4.3 Mitigation Options
In tropical regions there are large opportunities for C mitigation, though
they cannot be considered in isolation of broader policies in forestry, agriculture,
and other sectors. Additionally, options vary by social and economic conditions:
in some regions slowing or halting deforestation is the major mitigation opportunity;
in other regions, where deforestation rates have declined to marginal levels,
improved natural forest management practices, afforestation, and reforestation
of degraded forests and wastelands are the most attractive opportunities. However,
the current mitigative capacity11
is often weak and sufficient land and water is not always available.
Non-tropical countries also have opportunities to preserve existing C pools,
enhance C pools, or use biomass to offset fossil fuel use. Examples of strategies
include fire or insect control, forest conservation, establishing fast-growing
stands, changing silvicultural practices, planting trees in urban areas, ameliorating
waste management practices, managing agricultural lands to store more C in soils,
improving management of grazing lands, and re-planting grasses or trees on cultivated
Wood and other biological products play several important roles in carbon mitigation:
they act as a carbon reservoir; they can replace construction materials that
require more fossil fuel input; and they can be burned in place of fossil fuels
for renewable energy. Wood products already contribute somewhat to climate mitigation,
but if infrastructures and incentives can be developed, wood and agricultural
products may become a vital element of a sustainable economy: they are among
the few renewable resources available on a large scale.
4.4 Criteria for Biological Carbon Mitigation Options
To develop strategies that mitigate atmospheric CO2 and advance
other, equally important objectives, the following criteria merit consideration:
- potential contributions to C pools over time;
- sustainability, security, resilience, permanence, and robustness of the
C pool maintained or created;
- compatibility with other land-use objectives;
- leakage and additionality issues;
- economic costs;
- environmental impacts other than climate mitigation;
- social, cultural, and cross-cutting issues, as well as issues of equity;
- the system-wide effects on C flows in the energy and materials sector.
Activities undertaken for other reasons may enhance mitigation.
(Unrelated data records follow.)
//! 学习模式表
//!
//! 以 (文件类型, 协作形态) 为 key 累积风险权重。权重只通过
//! CollaborationAnalyzer 的反馈入口更新，评分阶段只读。
//! 表常驻内存，可选 JSON 快照落盘；快照损坏时回退空表并告警，不致命。

use std::collections::HashMap;
use std::path::Path;

use parking_lot::RwLock;
use serde::{Deserialize, Serialize};

use crate::error::{Error, Result};
use crate::types::now_ms;

/// 单个学习模式
#[derive(Debug, Clone, Serialize, Deserialize)]
#[serde(rename_all = "camelCase")]
pub struct LearnedPattern {
    /// 风险权重 [0.05, 0.95]，0.5 为中性；成功反馈压低，失败反馈抬高
    pub weight: f64,
    /// 置信度 [0,1]，随反馈单调不减
    pub confidence: f64,
    /// 反馈次数
    pub update_count: u64,
    /// 最后更新时间（毫秒时间戳）
    pub last_updated: i64,
}

impl Default for LearnedPattern {
    fn default() -> Self {
        Self {
            weight: 0.5,
            confidence: 0.0,
            update_count: 0,
            last_updated: 0,
        }
    }
}

/// 权重调整步长
const WEIGHT_STEP: f64 = 0.08;
/// 置信度增量
const CONFIDENCE_STEP: f64 = 0.05;
const WEIGHT_MIN: f64 = 0.05;
const WEIGHT_MAX: f64 = 0.95;
const CONFIDENCE_MAX: f64 = 0.95;

/// 学习模式存储
///
/// 由编排器持有，按引用注入 ConflictDetector / CollaborationAnalyzer，
/// 生命周期与 WorkspaceMonitor 一致（非全局单例）。
#[derive(Debug, Default)]
pub struct PatternStore {
    inner: RwLock<HashMap<String, LearnedPattern>>,
}

impl PatternStore {
    pub fn new() -> Self {
        Self::default()
    }

    /// 查询模式（无则 None，评分方退回纯启发式）
    pub fn lookup(&self, key: &str) -> Option<LearnedPattern> {
        self.inner.read().get(key).cloned()
    }

    /// 反馈强化：success 压低风险权重，failure 抬高；置信度单调上升
    pub fn reinforce(&self, key: &str, success: bool) -> LearnedPattern {
        let mut inner = self.inner.write();
        let pattern = inner.entry(key.to_string()).or_default();

        let delta = if success { -WEIGHT_STEP } else { WEIGHT_STEP };
        pattern.weight = (pattern.weight + delta).clamp(WEIGHT_MIN, WEIGHT_MAX);
        pattern.confidence = (pattern.confidence + CONFIDENCE_STEP).min(CONFIDENCE_MAX);
        pattern.update_count += 1;
        pattern.last_updated = now_ms();

        pattern.clone()
    }

    /// 已学习的模式数
    pub fn len(&self) -> usize {
        self.inner.read().len()
    }

    pub fn is_empty(&self) -> bool {
        self.inner.read().is_empty()
    }

    /// 从 JSON 快照加载
    ///
    /// 文件缺失 → 空表（正常首次启动）；文件损坏 → `LearningStateCorrupt`，
    /// 调用方记告警后继续用空表。
    pub fn load_snapshot(&self, path: &Path) -> Result<usize> {
        if !path.exists() {
            return Ok(0);
        }

        let content = std::fs::read_to_string(path)?;
        let table: HashMap<String, LearnedPattern> = serde_json::from_str(&content)
            .map_err(|e| Error::LearningStateCorrupt(format!("{:?}: {}", path, e)))?;

        let count = table.len();
        *self.inner.write() = table;
        tracing::info!("📚 Pattern snapshot loaded: {} patterns", count);
        Ok(count)
    }

    /// 落盘 JSON 快照
    pub fn checkpoint(&self, path: &Path) -> Result<()> {
        if let Some(parent) = path.parent() {
            std::fs::create_dir_all(parent)?;
        }
        let json = {
            let inner = self.inner.read();
            serde_json::to_string_pretty(&*inner)?
        };
        std::fs::write(path, json)?;
        tracing::debug!("💾 Pattern snapshot written: {:?}", path);
        Ok(())
    }
}

/// 模式 key：`扩展名:协作形态`
pub fn pattern_key(path: &Path, shape: &str) -> String {
    let ext = path
        .extension()
        .and_then(|e| e.to_str())
        .unwrap_or("none");
    format!("{}:{}", ext, shape)
}

/// 按参与人数归类协作形态
///
/// 评分方用并发会话数推导，反馈方回传分析里的同一字符串，两边 key 对齐。
pub fn collaboration_shape(participants: usize) -> &'static str {
    match participants {
        0 | 1 => "solo",
        2 => "pair",
        3 | 4 => "small-group",
        _ => "crowd",
    }
}

#[cfg(test)]
mod tests {
    use super::*;
    use tempfile::tempdir;

    #[test]
    fn test_lookup_missing_returns_none() {
        let store = PatternStore::new();
        assert!(store.lookup("jsx:pair").is_none());
        assert_eq!(store.len(), 0);
    }

    #[test]
    fn test_reinforce_success_monotonic_confidence() {
        let store = PatternStore::new();

        let mut last_confidence = 0.0;
        let mut last_weight = 0.5;
        for _ in 0..20 {
            let p = store.reinforce("jsx:pair", true);
            // 置信度单调不减，权重单调不增
            assert!(p.confidence >= last_confidence);
            assert!(p.weight <= last_weight);
            last_confidence = p.confidence;
            last_weight = p.weight;
        }

        let p = store.lookup("jsx:pair").unwrap();
        assert_eq!(p.update_count, 20);
        assert!(p.weight >= 0.05);
        assert!(p.confidence <= 0.95);
    }

    #[test]
    fn test_reinforce_failure_raises_weight() {
        let store = PatternStore::new();
        store.reinforce("rs:crowd", false);
        let p = store.lookup("rs:crowd").unwrap();
        assert!(p.weight > 0.5);
    }

    #[test]
    fn test_snapshot_roundtrip() {
        let dir = tempdir().unwrap();
        let path = dir.path().join("patterns.json");

        let store = PatternStore::new();
        store.reinforce("jsx:pair", false);
        store.reinforce("jsx:pair", false);
        store.checkpoint(&path).unwrap();

        let restored = PatternStore::new();
        assert_eq!(restored.load_snapshot(&path).unwrap(), 1);
        let p = restored.lookup("jsx:pair").unwrap();
        assert_eq!(p.update_count, 2);
        assert!(p.weight > 0.5);
    }

    #[test]
    fn test_missing_snapshot_is_empty_table() {
        let dir = tempdir().unwrap();
        let store = PatternStore::new();
        assert_eq!(
            store.load_snapshot(&dir.path().join("missing.json")).unwrap(),
            0
        );
    }

    #[test]
    fn test_corrupt_snapshot_reports_and_keeps_table() {
        let dir = tempdir().unwrap();
        let path = dir.path().join("patterns.json");
        std::fs::write(&path, "{ not valid json").unwrap();

        let store = PatternStore::new();
        assert!(matches!(
            store.load_snapshot(&path),
            Err(Error::LearningStateCorrupt(_))
        ));
        assert!(store.is_empty());
    }

    #[test]
    fn test_pattern_key_and_shape() {
        assert_eq!(pattern_key(Path::new("/src/App.jsx"), "pair"), "jsx:pair");
        assert_eq!(pattern_key(Path::new("/Makefile"), "pair"), "none:pair");
        assert_eq!(collaboration_shape(1), "solo");
        assert_eq!(collaboration_shape(2), "pair");
        assert_eq!(collaboration_shape(4), "small-group");
        assert_eq!(collaboration_shape(9), "crowd");
    }
}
An obvious
example is reduced rates of tropical deforestation. Furthermore, because wealthy
countries generally have a stable forest estate, it could be argued that economic
development is associated with activities that build up forest carbon reservoirs.
4.5 Economic Costs
Most studies suggest that the economic costs of some biological carbon mitigation
options, particularly forestry options, are quite modest through a range. Cost
estimates of biological mitigation reported to date vary significantly from
US$0.1/tC to about US$20/tC in several tropical countries and from US$20 to
US$100/tC in non-tropical countries. Moreover the cost calculations do not cover,
in many instances, inter alia, costs for infrastructure, appropriate discounting,
monitoring, data collection and interpretation, and opportunity costs of land
and maintenance, or other recurring costs, which are often excluded or overlooked.
The lower end of the ranges are biased downwards, but understanding and treatment
of costs is improving over time. Furthermore, in many cases biological mitigation
activities may have other positive impacts, such as protecting tropical forests
or creating new forests with positive external environmental effects. However,
costs rise as more biological mitigation options are exercised and as the opportunity
costs of the land increases. Biological mitigation costs appear to be lowest
in developing countries and higher in developed countries. If biological mitigation
activities are modest, leakage is likely to be small. However, the amount of
leakage could rise if biological mitigation activities became large and widespread.
4.6 Marine Ecosystem and Geo-engineering
Marine ecosystems may also offer possibilities for removing CO2
from the atmosphere. The standing stock of C in the marine biosphere is very
small, however, and efforts could focus, not on increasing biological C stocks,
but on using biospheric processes to remove C from the atmosphere and transport
it to the deep ocean. Some initial experiments have been performed, but fundamental
questions remain about the permanence and stability of C removals, and about
unintended consequences of the large-scale manipulations required to have a
significant impact on the atmosphere. In addition, the economics of such approaches
have not yet been determined.
Geo-engineering involves efforts to stabilize the climate system by directly
managing the energy balance of the earth, thereby overcoming the enhanced greenhouse
effect. Although there appear to be possibilities for engineering the terrestrial
energy balance, human understanding of the system is still rudimentary. The
prospects of unanticipated consequences are large, and it may not even be possible
to engineer the regional distribution of temperature, precipitation, etc. Geo-engineering
raises scientific and technical questions as well as many ethical, legal, and
equity issues. And yet, some basic inquiry does seem appropriate.
In practice, by the year 2010 mitigation in land use, land-use change, and
forestry activities can lead to significant mitigation of CO2 emissions.
Many of these activities are compatible with, or complement, other objectives
in managing land. The overall effects of altering marine ecosystems to act as
carbon sinks or of applying geo-engineering technology in climate change mitigation
remain unresolved and are not, therefore, ready for near-term application.